I have been suffering with endometriosis for over 20 years. My journey began when I was 15 and in so much pain and I had absolutely no idea why. It was the worst pain id ever felt in my life. My parents took me to so many doctors but they all did the same tests; CAT scans, ultrasounds, MRI, and physical exams. Nothing showed up except for some ovarian cysts. The doctors told my parents I was lying because they couldnt find anything. Of course after hearing that time and time again and no proof my parents listened to the doctors. I know it wasnt their fault for not believing me but it just made my life so much harder. It affected my mental health in so many ways. I had to bail out of things with my family and friends and even they started to wonder what was going on with me. After numerous doctors appointments and emergency room visits I just wanted to give up. What was the point in telling anyone? I looked fine on the outside so I must be fine on the inside.

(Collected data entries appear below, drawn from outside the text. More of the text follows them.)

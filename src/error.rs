use thiserror::Error;

#[derive(Debug, Error)]
pub enum DashError {
    /// Source unreadable, or a row that cannot be turned into a typed record.
    #[error("load error in {source_name}: {message}")]
    Load {
        source_name: String,
        message: String,
    },

    #[error("schema error in {source_name}: missing required column `{column}`")]
    Schema {
        source_name: String,
        column: String,
    },

    #[error("configuration error: {0}")]
    Config(String),

    #[error("boundary fetch failed: {0}")]
    Fetch(String),

    #[error("CSV error: {0}")]
    Csv(#[from] csv::Error),

    #[error("JSON error: {0}")]
    Json(#[from] serde_json::Error),

    #[error("IO error: {0}")]
    Io(#[from] std::io::Error),
}

impl DashError {
    pub fn load(source_name: &str, message: impl Into<String>) -> Self {
        DashError::Load {
            source_name: source_name.to_string(),
            message: message.into(),
        }
    }

    /// Error for a specific data row. `row` is 1-based and excludes the header.
    pub fn bad_row(source_name: &str, row: usize, message: impl std::fmt::Display) -> Self {
        DashError::load(source_name, format!("row {}: {}", row, message))
    }

    pub fn schema(source_name: &str, column: &str) -> Self {
        DashError::Schema {
            source_name: source_name.to_string(),
            column: column.to_string(),
        }
    }
}

impl From<reqwest::Error> for DashError {
    fn from(e: reqwest::Error) -> Self {
        DashError::Fetch(e.to_string())
    }
}

pub type Result<T> = std::result::Result<T, DashError>;
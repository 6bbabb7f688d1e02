// Silver cost calculator and fixed-rate currency conversion.
//
// Amounts are in INR. Rates are "INR per 1 unit of the foreign currency" and
// are static configuration, never fetched.
use crate::error::{DashError, Result};
use once_cell::sync::Lazy;
use serde::Serialize;
use std::collections::BTreeMap;
use std::fmt;
use std::str::FromStr;

pub const GRAMS_PER_KG: f64 = 1000.0;

pub const DEFAULT_WEIGHT_GRAMS: f64 = 100.0;
pub const DEFAULT_PRICE_PER_GRAM: f64 = 75.0;
pub const DEFAULT_CURRENCY: &str = "USD";

static FIXED_RATES: Lazy<BTreeMap<&'static str, f64>> = Lazy::new(|| {
    BTreeMap::from([
        ("USD", 83.50),
        ("EUR", 90.25),
        ("GBP", 105.50),
        ("AED", 22.75),
    ])
});

/// `amount_base / rate`.
pub fn convert(amount_base: f64, rate: f64) -> f64 {
    amount_base / rate
}

#[derive(Debug, Clone)]
pub struct ExchangeRates {
    rates: BTreeMap<String, f64>,
}

impl Default for ExchangeRates {
    fn default() -> Self {
        Self::fixed()
    }
}

impl ExchangeRates {
    /// The built-in table.
    pub fn fixed() -> Self {
        Self {
            rates: FIXED_RATES
                .iter()
                .map(|(code, rate)| (code.to_string(), *rate))
                .collect(),
        }
    }

    pub fn codes(&self) -> impl Iterator<Item = &str> {
        self.rates.keys().map(String::as_str)
    }

    pub fn rate(&self, code: &str) -> Result<f64> {
        let key = code.trim().to_ascii_uppercase();
        self.rates.get(&key).copied().ok_or_else(|| {
            DashError::Config(format!(
                "unknown currency `{}` (known: {})",
                code,
                self.codes().collect::<Vec<_>>().join(", ")
            ))
        })
    }

    pub fn convert_to(&self, amount_base: f64, code: &str) -> Result<f64> {
        if !(amount_base.is_finite() && amount_base >= 0.0) {
            return Err(DashError::Config(format!(
                "amount must be a non-negative number, got {}",
                amount_base
            )));
        }
        Ok(convert(amount_base, self.rate(code)?))
    }
}

#[derive(Debug, Clone, Copy, PartialEq, Eq, Serialize)]
pub enum WeightUnit {
    Grams,
    Kilograms,
}

impl WeightUnit {
    pub fn to_grams(self, weight: f64) -> f64 {
        match self {
            WeightUnit::Grams => weight,
            WeightUnit::Kilograms => weight * GRAMS_PER_KG,
        }
    }
}

impl fmt::Display for WeightUnit {
    fn fmt(&self, f: &mut fmt::Formatter<'_>) -> fmt::Result {
        match self {
            WeightUnit::Grams => f.write_str("g"),
            WeightUnit::Kilograms => f.write_str("kg"),
        }
    }
}

impl FromStr for WeightUnit {
    type Err = DashError;

    fn from_str(s: &str) -> std::result::Result<Self, Self::Err> {
        match s.trim().to_ascii_lowercase().as_str() {
            "g" | "gram" | "grams" => Ok(WeightUnit::Grams),
            "kg" | "kilogram" | "kilograms" => Ok(WeightUnit::Kilograms),
            other => Err(DashError::Config(format!("unknown weight unit `{}`", other))),
        }
    }
}

#[derive(Debug, Clone, PartialEq, Serialize)]
pub struct CostQuote {
    pub weight_g: f64,
    pub weight_kg: f64,
    pub price_per_gram: f64,
    pub total_inr: f64,
    pub currency: String,
    pub converted: f64,
}

/// Total cost of `weight` of silver at `price_per_gram` INR, plus the same
/// total in `currency`.
pub fn quote(
    rates: &ExchangeRates,
    weight: f64,
    unit: WeightUnit,
    price_per_gram: f64,
    currency: &str,
) -> Result<CostQuote> {
    if !(weight.is_finite() && weight >= 0.0) {
        return Err(DashError::Config(format!("weight must be non-negative, got {}", weight)));
    }
    if !(price_per_gram.is_finite() && price_per_gram >= 0.0) {
        return Err(DashError::Config(format!(
            "price per gram must be non-negative, got {}",
            price_per_gram
        )));
    }
    let weight_g = unit.to_grams(weight);
    let total_inr = weight_g * price_per_gram;
    if !total_inr.is_finite() {
        return Err(DashError::Config(format!(
            "weight × price overflows: {} {} at {} per gram",
            weight, unit, price_per_gram
        )));
    }
    let converted = rates.convert_to(total_inr, currency)?;
    Ok(CostQuote {
        weight_g,
        weight_kg: weight_g / GRAMS_PER_KG,
        price_per_gram,
        total_inr,
        currency: currency.trim().to_ascii_uppercase(),
        converted,
    })
}

#[cfg(test)]
mod tests {
    use super::*;

    #[test]
    fn converts_through_usd_rate() {
        assert_eq!(convert(8350.0, 83.5), 100.0);
        let rates = ExchangeRates::fixed();
        assert_eq!(rates.convert_to(8350.0, "usd").unwrap(), 100.0);
    }

    #[test]
    fn unknown_currency_is_config_error() {
        let rates = ExchangeRates::fixed();
        assert!(matches!(rates.rate("JPY"), Err(DashError::Config(_))));
        assert!(matches!(rates.convert_to(1.0, "XXX"), Err(DashError::Config(_))));
    }

    #[test]
    fn fixed_table_has_four_codes() {
        let rates = ExchangeRates::fixed();
        assert_eq!(rates.codes().collect::<Vec<_>>(), vec!["AED", "EUR", "GBP", "USD"]);
        assert_eq!(rates.rate("GBP").unwrap(), 105.50);
    }

    #[test]
    fn quote_with_default_inputs() {
        let rates = ExchangeRates::fixed();
        let q = quote(
            &rates,
            DEFAULT_WEIGHT_GRAMS,
            WeightUnit::Grams,
            DEFAULT_PRICE_PER_GRAM,
            DEFAULT_CURRENCY,
        )
        .unwrap();
        assert_eq!(q.total_inr, 7500.0);
        assert_eq!(q.weight_kg, 0.1);
        assert!((q.converted - 7500.0 / 83.5).abs() < 1e-12);
    }

    #[test]
    fn kilograms_are_scaled() {
        let rates = ExchangeRates::fixed();
        let q = quote(&rates, 0.5, WeightUnit::Kilograms, 80.0, "AED").unwrap();
        assert_eq!(q.weight_g, 500.0);
        assert_eq!(q.total_inr, 40_000.0);
        assert_eq!(q.currency, "AED");
    }

    #[test]
    fn negative_inputs_rejected() {
        let rates = ExchangeRates::fixed();
        assert!(quote(&rates, -1.0, WeightUnit::Grams, 75.0, "USD").is_err());
        assert!(quote(&rates, 1.0, WeightUnit::Grams, -75.0, "USD").is_err());
    }

    #[test]
    fn overflowing_total_names_weight_and_price() {
        let rates = ExchangeRates::fixed();
        match quote(&rates, 1e300, WeightUnit::Kilograms, 1e10, "USD") {
            Err(DashError::Config(msg)) => {
                assert!(msg.contains("weight × price"), "{msg}");
                assert!(!msg.contains("amount"), "{msg}");
            }
            other => panic!("unexpected result: {other:?}"),
        }
    }

    #[test]
    fn huge_finite_total_is_printed_in_full() {
        let rates = ExchangeRates::fixed();
        let q = quote(&rates, 1e12, WeightUnit::Kilograms, 1e5, "USD").unwrap();
        assert_eq!(q.total_inr, 1e20);
        assert_eq!(
            crate::util::format_number(q.total_inr, 2),
            "100,000,000,000,000,000,000.00"
        );
    }

    #[test]
    fn weight_unit_parsing() {
        assert_eq!("Kilograms".parse::<WeightUnit>().unwrap(), WeightUnit::Kilograms);
        assert_eq!("g".parse::<WeightUnit>().unwrap(), WeightUnit::Grams);
        assert!("oz".parse::<WeightUnit>().is_err());
    }
}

When I was 19 I found a doctor who would listen to me. I told him all of my symptoms; the stabbing pain, heavy bleeding, horrible cramps and intestinal issues. It was like he knew right away what it was. He said he was pretty sure I had endometriosis. What was endometriosis? Id never even heard that word before. He scheduled me for a laproscopic surgery which is the only way to diagnose endo. Sure enough thats what I had; endometriosis stage 4. How was this possible? Why didnt anyone else think of this or even mention it all of those years I wanted to die?
I did my research. Endo was a thickening of the lineing of the uterus. It affects 1 of every 10 woman yet no doctor on the eastern shore except this one knew anything about it. I was angry. Really angry. I had spent so much trying to convince my parents and doctors I wasnt lying.
After my first surgery he started treating me with Lupron and I somehow got pregnant in 2005 with no intervention. To say I was stunned is an understatement. I always wanted to be a mom but I was told at 15 I would never have kids. My son was born January 6 2006. The doctors said my endo should get better after pregnancy but it didnt it just got worse.
My original gyn sent me to a specialist because my pain was getting worse. I was so excited when I met this doctor. He had ideas and was ready and willing to help me figure out what was going on. He did a test which showed I had pelvic congestion. I was also diagnosed with pelvic floor dysplasia. I spent about 6 years with this doctor. Having more surgeries and taking more medicine than I knew what to do with. However, he wanted to me to something called pelvic floor physical therapy. I did it 2 rounds of it with 2 different therapists. It did not help me and it made me very very uncomfortable. They had just started this and its not like it is now. They didnt use tools to do the therapy and it was horrible to me at least especially because it didnt work. It works for some people but not me. I told him how I felt about it. I had tried it like he asked but I couldnt do it anymore. I knew that I had endo growing back and needed another surgery but he wanted nothing to do with it and basically threatened me that if I didnt do the therapy he would not continue to treat me. So I left. I was heartbroken. This doctor had been so wonderful to me. He helped me figure out other reasons why I felt so awful and I will forever be grateful to him for that but it is unacceptable to threaten someone with treatment. I had tried it like he asked and I just couldnt do it.
I contacted and went to 3 different doctors after that. None knew much about anything I had and they referred me to Shady Grove Fertility to see what my options were because my boyfriend at the time and I knew we wanted to have kids sometime in the near future. I met Dr. McKeeby there and it is on of my angels here on earth. He basically said that the longer we waited the harder it would be to conceive. He said my endo and other pelvic issues were going to make it difficult. My now husband wasnt ready at that exact moment to have a baby so I asked Dr. McKeeby what we should do. He said if his wife was in my position he would send her to Dr. Shobha Sikka.
That is where I met the best doctor on this planet and I will forever be grateful for her. The first time I saw her I told her everything. I told her I knew that I had endo that needed to be removed because it had been about 6 years since my last surgery. I told her how horrible my pain was and what the other doctor had done and said. She agreed I needed surgery to see what was going on. Sure enough I had an orange sized mass of endo that she had to remove. She also found adenomyosis. I did feel better for a little while and Matt and I got married. It was time to go back to Shady Grove and Dr, McKeeby.
I got pregnant in October of 2016 through fertility treatments and we unfortunately lost that baby 9 week later. ( I will make another post about that) We took a break for a few months and I got pregnant again in April of 2017 and our son was born 7 weeks early but thankfully was a fighter and is perfectly healthy now. Unfortunately because of my endo and his delivery that doctors basically said I should not have more children and I had to have a hysterectomy. I was extremely upset because I didnt get to choose to have more children it was chosen for me and it wasnt fair. Endo has taken so much from me and it just feels like it never ends.
Dr. Sikka did my hysterectomy in September of 2019 and im still trying to deal with the feelings of that happening. I also have a blood clotting disorder which prevents me from taking hormones so the endo still grows on the other organs and there really is nothing I can do about it except have surgery every couple of years.
Now the endo has led to so many other health issues. Im hoping this blog will help other woman not feel alone in their journey because there are so many woman who can relate and support them.